#### REQUIRED WORK:
Check each line of the material, and show the ones that include the word "money".

#### RECORDS SHOWN:
*** Begin section ***

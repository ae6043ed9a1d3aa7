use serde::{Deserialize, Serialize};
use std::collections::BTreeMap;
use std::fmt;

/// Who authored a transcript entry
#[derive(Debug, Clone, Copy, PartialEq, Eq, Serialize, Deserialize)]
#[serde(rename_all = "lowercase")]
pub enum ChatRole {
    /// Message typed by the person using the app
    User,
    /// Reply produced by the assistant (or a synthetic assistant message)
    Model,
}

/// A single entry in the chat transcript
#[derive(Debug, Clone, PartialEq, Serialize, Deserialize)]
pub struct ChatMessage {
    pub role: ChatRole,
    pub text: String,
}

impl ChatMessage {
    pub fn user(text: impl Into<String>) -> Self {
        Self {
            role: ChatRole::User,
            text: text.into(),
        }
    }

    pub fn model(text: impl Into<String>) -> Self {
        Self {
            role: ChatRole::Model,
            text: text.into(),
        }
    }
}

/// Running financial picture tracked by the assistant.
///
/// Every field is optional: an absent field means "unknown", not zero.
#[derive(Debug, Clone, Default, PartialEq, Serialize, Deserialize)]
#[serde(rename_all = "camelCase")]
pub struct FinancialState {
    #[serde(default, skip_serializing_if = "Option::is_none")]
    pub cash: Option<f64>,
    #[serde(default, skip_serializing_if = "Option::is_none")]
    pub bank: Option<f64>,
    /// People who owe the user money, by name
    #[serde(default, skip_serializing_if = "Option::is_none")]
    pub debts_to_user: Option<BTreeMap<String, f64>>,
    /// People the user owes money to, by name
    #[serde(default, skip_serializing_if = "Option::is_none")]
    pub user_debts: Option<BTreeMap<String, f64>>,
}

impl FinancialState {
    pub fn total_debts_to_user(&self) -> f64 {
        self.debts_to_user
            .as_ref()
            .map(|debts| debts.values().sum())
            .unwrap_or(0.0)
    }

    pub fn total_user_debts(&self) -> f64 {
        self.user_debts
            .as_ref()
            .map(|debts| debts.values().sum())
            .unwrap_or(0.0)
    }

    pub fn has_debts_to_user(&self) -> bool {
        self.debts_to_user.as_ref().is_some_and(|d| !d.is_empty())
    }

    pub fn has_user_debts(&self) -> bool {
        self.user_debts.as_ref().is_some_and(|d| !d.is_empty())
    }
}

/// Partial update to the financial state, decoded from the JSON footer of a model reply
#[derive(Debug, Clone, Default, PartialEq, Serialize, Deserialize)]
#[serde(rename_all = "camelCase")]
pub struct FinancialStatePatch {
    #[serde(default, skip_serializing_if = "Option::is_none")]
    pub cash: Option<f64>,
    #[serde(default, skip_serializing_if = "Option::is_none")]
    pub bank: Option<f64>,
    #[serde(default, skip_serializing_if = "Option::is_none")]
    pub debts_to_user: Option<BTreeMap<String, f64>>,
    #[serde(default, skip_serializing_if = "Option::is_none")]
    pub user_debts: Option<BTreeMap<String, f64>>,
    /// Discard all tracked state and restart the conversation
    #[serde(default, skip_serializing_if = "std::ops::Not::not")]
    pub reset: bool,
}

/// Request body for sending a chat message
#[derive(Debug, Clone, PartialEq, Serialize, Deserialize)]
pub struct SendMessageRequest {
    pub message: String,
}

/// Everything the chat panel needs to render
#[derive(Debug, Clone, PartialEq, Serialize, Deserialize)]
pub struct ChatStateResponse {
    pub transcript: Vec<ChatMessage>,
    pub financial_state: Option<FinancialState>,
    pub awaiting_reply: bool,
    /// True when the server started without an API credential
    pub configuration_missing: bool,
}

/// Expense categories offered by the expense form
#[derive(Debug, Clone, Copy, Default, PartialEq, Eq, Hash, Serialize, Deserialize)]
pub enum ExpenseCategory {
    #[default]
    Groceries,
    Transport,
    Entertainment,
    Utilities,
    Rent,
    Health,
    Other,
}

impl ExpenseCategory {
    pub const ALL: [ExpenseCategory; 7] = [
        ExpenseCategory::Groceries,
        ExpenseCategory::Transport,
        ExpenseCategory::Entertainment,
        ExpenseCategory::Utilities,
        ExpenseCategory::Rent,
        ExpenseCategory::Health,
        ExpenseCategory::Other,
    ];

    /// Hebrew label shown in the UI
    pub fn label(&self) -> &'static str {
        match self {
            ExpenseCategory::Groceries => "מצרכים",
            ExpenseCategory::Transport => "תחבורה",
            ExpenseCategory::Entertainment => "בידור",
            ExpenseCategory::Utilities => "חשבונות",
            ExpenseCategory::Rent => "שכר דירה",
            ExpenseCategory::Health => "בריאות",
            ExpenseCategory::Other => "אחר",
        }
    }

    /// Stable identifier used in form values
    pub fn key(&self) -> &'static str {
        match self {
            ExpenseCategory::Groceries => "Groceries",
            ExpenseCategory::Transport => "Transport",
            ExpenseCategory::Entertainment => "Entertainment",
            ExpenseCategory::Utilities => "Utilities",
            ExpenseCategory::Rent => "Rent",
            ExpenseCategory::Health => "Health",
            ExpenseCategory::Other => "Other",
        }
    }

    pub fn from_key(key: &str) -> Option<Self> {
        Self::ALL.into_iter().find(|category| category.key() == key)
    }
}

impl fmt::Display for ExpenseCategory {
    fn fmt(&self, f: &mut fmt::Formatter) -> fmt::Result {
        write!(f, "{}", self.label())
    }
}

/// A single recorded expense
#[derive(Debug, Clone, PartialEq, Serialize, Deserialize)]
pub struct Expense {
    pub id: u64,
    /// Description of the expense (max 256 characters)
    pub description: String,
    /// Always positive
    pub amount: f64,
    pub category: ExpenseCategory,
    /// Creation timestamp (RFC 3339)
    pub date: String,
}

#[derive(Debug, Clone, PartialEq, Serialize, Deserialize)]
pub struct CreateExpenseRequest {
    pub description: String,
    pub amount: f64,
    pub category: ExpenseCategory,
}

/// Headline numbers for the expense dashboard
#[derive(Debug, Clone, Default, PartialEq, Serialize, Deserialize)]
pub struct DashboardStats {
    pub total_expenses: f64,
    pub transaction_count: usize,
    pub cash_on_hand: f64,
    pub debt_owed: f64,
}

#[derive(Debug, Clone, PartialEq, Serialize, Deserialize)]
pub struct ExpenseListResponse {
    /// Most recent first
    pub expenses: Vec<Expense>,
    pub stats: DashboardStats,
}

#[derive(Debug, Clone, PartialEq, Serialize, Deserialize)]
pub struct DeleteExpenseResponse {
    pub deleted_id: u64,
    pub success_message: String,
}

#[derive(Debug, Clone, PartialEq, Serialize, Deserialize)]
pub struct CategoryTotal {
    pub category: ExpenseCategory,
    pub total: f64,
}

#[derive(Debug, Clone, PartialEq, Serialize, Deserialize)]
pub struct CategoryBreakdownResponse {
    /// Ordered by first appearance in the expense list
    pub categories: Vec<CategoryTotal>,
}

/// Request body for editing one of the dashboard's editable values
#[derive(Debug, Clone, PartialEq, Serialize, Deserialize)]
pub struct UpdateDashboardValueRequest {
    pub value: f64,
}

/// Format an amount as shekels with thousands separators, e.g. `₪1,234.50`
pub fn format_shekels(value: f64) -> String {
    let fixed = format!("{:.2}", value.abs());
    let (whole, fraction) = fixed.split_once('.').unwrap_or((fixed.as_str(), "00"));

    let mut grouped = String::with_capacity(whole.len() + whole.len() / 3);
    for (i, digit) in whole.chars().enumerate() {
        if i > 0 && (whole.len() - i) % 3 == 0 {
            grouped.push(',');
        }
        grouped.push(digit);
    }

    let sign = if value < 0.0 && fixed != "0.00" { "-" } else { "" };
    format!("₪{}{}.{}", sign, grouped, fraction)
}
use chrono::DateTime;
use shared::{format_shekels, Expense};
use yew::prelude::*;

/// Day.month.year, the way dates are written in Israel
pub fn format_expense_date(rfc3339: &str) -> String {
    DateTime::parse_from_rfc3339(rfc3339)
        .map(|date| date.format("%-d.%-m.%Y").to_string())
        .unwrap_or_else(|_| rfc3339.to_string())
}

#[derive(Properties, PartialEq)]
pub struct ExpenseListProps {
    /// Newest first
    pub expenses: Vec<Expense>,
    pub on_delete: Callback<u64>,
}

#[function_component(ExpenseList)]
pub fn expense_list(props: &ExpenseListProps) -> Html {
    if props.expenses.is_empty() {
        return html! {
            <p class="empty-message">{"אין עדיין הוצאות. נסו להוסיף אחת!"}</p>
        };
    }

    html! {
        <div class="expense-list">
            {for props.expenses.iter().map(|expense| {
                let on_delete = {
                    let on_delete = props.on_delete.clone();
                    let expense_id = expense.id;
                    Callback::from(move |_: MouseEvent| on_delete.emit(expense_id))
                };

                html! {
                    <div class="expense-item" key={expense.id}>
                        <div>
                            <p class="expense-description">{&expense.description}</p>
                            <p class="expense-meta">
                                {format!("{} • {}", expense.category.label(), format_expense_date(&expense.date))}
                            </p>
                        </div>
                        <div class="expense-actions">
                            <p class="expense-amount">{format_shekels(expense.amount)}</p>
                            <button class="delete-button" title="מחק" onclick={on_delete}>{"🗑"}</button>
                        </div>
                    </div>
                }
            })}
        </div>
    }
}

*** End section ***

#### ANSWER TO THIS TASK:
    /// People who owe the user money, by name
    /// People the user owes money to, by name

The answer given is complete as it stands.